Activists march for state to improve TB diagnostic procedures

Minister of Health Aaron Motsoaledi addresses the crowd prior to World TB Day.

Mary-Jane Matsolo

29 March 2013

Civil society organisations led by the Treatment Action Campaign marched on 22 March to an event addressed by Health Minister Aaron Motsoaledi at a school in Khayelitsha in anticipation of World Tuberculosis (TB) day.

The marchers handed over a memorandum explaining that a recently developed TB diagnosis machine called the Gene Xpert can only make a difference to the treatment of TB if it leads to patients being started quicker on treatment. In order for this to happen, the memorandum stated, there needs to be an uninterrupted supply of the cartridges used in the machine. Clinics also need the resources to treat drug-resistant TB.

Several thousand people are diagnosed with drug-resistant TB in South Africa every year. This form of the disease is very difficult to treat and has a high death-rate.

The Minister was speaking at a ceremony at the Ludwe Qamlana Primary School in Kuyasa. Addressing a crowd of primary school learners, government officials, activists and parents he pleaded with parents and care workers to be vigilant in looking for the symptoms of TB in children, because the disease can be hard to detect in them.

2000 soccer balls listing the symptoms of TB were given to learners. This was to make it easy for children and parents to remember the symptoms of TB explained Motsoaledi. “One person with TB can infect twenty people in a year if not treated. TB is not an individual problem but a community problem,” he said.

Motsoaledi told the audience that South Africa’s slow TB diagnosis system had been replaced by the Gene Xpert which takes only two hours to diagnose patients with TB. He further stressed that the machines won’t help if people are not accessing the service.

The Gene Xpert comes with challenges. The smallest machine costs over R100,000. Each patient test requires a cartridge costing about R90. It often fails to diagnose TB in patients with HIV whose disease is quite far advanced.

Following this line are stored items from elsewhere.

use std::fmt;
use std::str::FromStr;

use chrono::{DateTime, NaiveDate, Utc};
use serde::{Deserialize, Serialize};
use uuid::Uuid;

#[derive(Debug, Clone, Copy, PartialEq, Eq, Hash, Serialize, Deserialize)]
#[serde(rename_all = "snake_case")]
pub enum ShortStatus {
    Draft,
    PendingReview,
    Published,
}

impl ShortStatus {
    pub fn as_str(&self) -> &'static str {
        match self {
            ShortStatus::Draft => "draft",
            ShortStatus::PendingReview => "pending_review",
            ShortStatus::Published => "published",
        }
    }

    /// Moderation transitions accepted for an existing short. The pipeline
    /// never uses this table; it only creates shorts as pending review or
    /// published.
    pub fn can_transition_to(self, next: ShortStatus) -> bool {
        matches!(
            (self, next),
            (ShortStatus::Draft, ShortStatus::Published)
                | (ShortStatus::PendingReview, ShortStatus::Published)
                | (ShortStatus::Published, ShortStatus::Draft)
        )
    }
}

impl fmt::Display for ShortStatus {
    fn fmt(&self, f: &mut fmt::Formatter<'_>) -> fmt::Result {
        f.write_str(self.as_str())
    }
}

#[derive(Debug, Clone, PartialEq, Eq, thiserror::Error)]
#[error("unknown short status: {0}")]
pub struct UnknownStatus(pub String);

impl FromStr for ShortStatus {
    type Err = UnknownStatus;

    fn from_str(s: &str) -> Result<Self, Self::Err> {
        match s {
            "draft" => Ok(ShortStatus::Draft),
            "pending_review" => Ok(ShortStatus::PendingReview),
            "published" => Ok(ShortStatus::Published),
            other => Err(UnknownStatus(other.to_string())),
        }
    }
}

#[derive(Debug, Clone, PartialEq, Serialize, Deserialize)]
pub struct Short {
    pub id: Uuid,
    pub title: String,
    pub body_md: String,
    pub tags: Vec<String>,
    pub status: ShortStatus,
    pub pii_risk_score: i32,
    pub source_report_ids: Vec<Uuid>,
    #[serde(skip_serializing_if = "Option::is_none")]
    pub daily_slot: Option<NaiveDate>,
    pub created_at: DateTime<Utc>,
    #[serde(skip_serializing_if = "Option::is_none")]
    pub published_at: Option<DateTime<Utc>>,
    pub updated_at: DateTime<Utc>,
}

/// Insert payload. `daily_slot` is set only for runs started by the daily
/// gate and is unique per calendar day in the store.
#[derive(Debug, Clone, PartialEq)]
pub struct NewShort {
    pub title: String,
    pub body_md: String,
    pub tags: Vec<String>,
    pub status: ShortStatus,
    pub pii_risk_score: i32,
    pub source_report_ids: Vec<Uuid>,
    pub daily_slot: Option<NaiveDate>,
    pub published_at: Option<DateTime<Utc>>,
}

/// Status write issued by moderation. A move to `Published` always carries
/// its publish timestamp.
#[derive(Debug, Clone, Copy, PartialEq)]
pub struct StatusUpdate {
    pub status: ShortStatus,
    pub published_at: Option<DateTime<Utc>>,
}

impl StatusUpdate {
    pub fn to(status: ShortStatus, now: DateTime<Utc>) -> Self {
        let published_at = (status == ShortStatus::Published).then_some(now);
        Self {
            status,
            published_at,
        }
    }
}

Nevertheless, it is better than the previous standard of care, still used in many places, which involves trying to find TB using a microscope, a tedious, highly-skilled and error-prone process.

The Minister also made an appearance at Pollsmoor prison on Sunday 24 March. He promised steps were being taken to ensure that every prisoner would be screened for TB. Minister of Correctional Services Sibusiso Ndebele also attended and said that tremendous strides have been made in the general inmates admission procedures and that his department had asked the Department of Health to help Correctional Services develop guidelines to prevent TB in prisons. The Department of Health has recently released guidelines for treating TB in prisons.

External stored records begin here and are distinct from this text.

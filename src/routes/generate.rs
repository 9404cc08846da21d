use std::future::Future;

use axum::{Json, extract::State, http::HeaderMap};
use serde::{Deserialize, Serialize};
use serde_json::{Value, json};
use tracing::{Instrument, Span};
use uuid::Uuid;

use crate::AppState;
use crate::error::{AppError, AppResult, PipelineError};
use crate::models::ShortStatus;
use crate::pipeline::DailyOutcome;

use super::auth::{WEBHOOK_SECRET_HEADER, require_bearer, require_header};

#[derive(Debug, Default, Deserialize)]
pub struct ManualGenerateBody {
    #[serde(default)]
    pub report_ids: Option<Vec<Uuid>>,
}

#[derive(Debug, Serialize)]
pub struct TriggerResponse {
    pub success: bool,
    #[serde(flatten)]
    pub outcome: DailyOutcome,
}

#[derive(Debug, Deserialize)]
pub struct WebhookEvent {
    #[serde(rename = "type")]
    pub event_type: String,
    pub table: String,
}

impl WebhookEvent {
    pub fn is_report_insert(&self) -> bool {
        self.event_type == "INSERT" && self.table == "daily_reports"
    }
}

/// Runs `work` on its own task so a dropped request only abandons the
/// response. The pipeline keeps going and still writes its log entries.
async fn run_detached<F, T>(work: F, span: Span) -> AppResult<T>
where
    F: Future<Output = Result<T, PipelineError>> + Send + 'static,
    T: Send + 'static,
{
    tokio::spawn(work.instrument(span))
        .await
        .map_err(|e| AppError::Internal(format!("generation task aborted: {e}")))?
        .map_err(AppError::from)
}

pub async fn cron_generate_daily(
    State(state): State<AppState>,
    headers: HeaderMap,
) -> AppResult<Json<TriggerResponse>> {
    require_bearer(&headers, state.config.cron_secret.as_deref())?;

    tracing::info!("Daily generation triggered");
    let pipeline = state.pipeline.clone();
    let outcome = run_detached(
        async move { pipeline.generate_daily_short().await },
        tracing::info_span!("cron daily_short"),
    )
    .await?;
    tracing::info!(
        outcome.message = %outcome.message,
        short.id = ?outcome.short_id,
        "Daily generation finished"
    );

    Ok(Json(TriggerResponse {
        success: true,
        outcome,
    }))
}

pub async fn generate_manual(
    State(state): State<AppState>,
    headers: HeaderMap,
    body: Option<Json<ManualGenerateBody>>,
) -> AppResult<Json<Value>> {
    require_bearer(&headers, state.config.cron_secret.as_deref())?;

    let body = body.map(|Json(body)| body).unwrap_or_default();
    let reports = match body.report_ids.filter(|ids| !ids.is_empty()) {
        Some(ids) => state.store.reports_by_ids(&ids).await?,
        None => {
            state
                .store
                .latest_reports(state.pipeline.settings().daily_batch_size)
                .await?
        }
    };

    if reports.is_empty() {
        return Err(AppError::Validation(
            "No reports found for generation".into(),
        ));
    }

    tracing::info!(report_count = reports.len(), "Manual generation triggered");
    let pipeline = state.pipeline.clone();
    let outcome = run_detached(
        async move { pipeline.generate_from_reports(&reports).await },
        tracing::info_span!("manual short"),
    )
    .await?;

    let message = if outcome.status == ShortStatus::Published {
        "Short published successfully"
    } else {
        "Short created for review successfully"
    };

    Ok(Json(json!({
        "success": true,
        "short_id": outcome.short_id,
        "status": outcome.status,
        "message": message,
    })))
}

/// Acknowledges immediately; generation continues in the background.
pub async fn webhook(
    State(state): State<AppState>,
    headers: HeaderMap,
    Json(event): Json<WebhookEvent>,
) -> AppResult<Json<Value>> {
    require_header(
        &headers,
        WEBHOOK_SECRET_HEADER,
        state.config.webhook_secret.as_deref(),
    )?;

    if !event.is_report_insert() {
        tracing::info!(
            webhook.type = %event.event_type,
            webhook.table = %event.table,
            "Webhook ignored"
        );
        return Ok(Json(json!({ "message": "Webhook ignored" })));
    }

    let pipeline = state.pipeline.clone();
    tokio::spawn(
        async move {
            match pipeline.generate_daily_short().await {
                Ok(outcome) => tracing::info!(
                    outcome.message = %outcome.message,
                    short.id = ?outcome.short_id,
                    "Webhook-triggered generation finished"
                ),
                Err(e) => tracing::error!(
                    error = %e,
                    error.kind = e.kind(),
                    "Webhook-triggered generation failed"
                ),
            }
        }
        .instrument(tracing::info_span!("webhook daily_short")),
    );

    Ok(Json(json!({
        "success": true,
        "message": "Generation triggered",
    })))
}

#[cfg(test)]
mod tests {
    use super::*;

    #[test]
    fn test_manual_body_defaults() {
        let body: ManualGenerateBody = serde_json::from_str("{}").unwrap();
        assert!(body.report_ids.is_none());

        let id = Uuid::new_v4();
        let body: ManualGenerateBody =
            serde_json::from_str(&format!("{{\"report_ids\": [\"{id}\"]}}")).unwrap();
        assert_eq!(body.report_ids, Some(vec![id]));
    }

    #[test]
    fn test_webhook_event_filter() {
        let insert: WebhookEvent =
            serde_json::from_str(r#"{"type": "INSERT", "table": "daily_reports", "record": {}}"#)
                .unwrap();
        assert!(insert.is_report_insert());

        let update: WebhookEvent =
            serde_json::from_str(r#"{"type": "UPDATE", "table": "daily_reports"}"#).unwrap();
        assert!(!update.is_report_insert());

        let other: WebhookEvent =
            serde_json::from_str(r#"{"type": "INSERT", "table": "shorts"}"#).unwrap();
        assert!(!other.is_report_insert());
    }

    #[test]
    fn test_trigger_response_flattens_outcome() {
        let response = TriggerResponse {
            success: true,
            outcome: DailyOutcome {
                message: "Today's short already exists".to_string(),
                short_id: None,
                status: Some(ShortStatus::Published),
            },
        };
        let json = serde_json::to_value(&response).unwrap();
        assert_eq!(json["success"], true);
        assert_eq!(json["message"], "Today's short already exists");
        assert_eq!(json["status"], "published");
        assert!(json.get("short_id").is_none());
    }
}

Last year, the Department of Correctional Services lost a court case against Dudley Lee, a former awaiting trial prisoner who spent four years in Pollsmoor before being acquitted. Lee became ill with TB in prison. The Constitutional Court ordered that the state must compensate Lee. The TAC joined the case as a friend of the court. The organisation generated publicity around the case that put the spotlight on how high TB transmission rates are in prisons and put pressure on Correctional Services to improve the management of the disease. A study in the South African Medical Journal, published after the Dudley Lee case was heard initially in the Cape High Court, used the facts that came out of the case to show, using a mathematical model, that an awaiting trial prisoner who has spent a year in Pollsmoor has about a 90% chance of becoming infected with TB.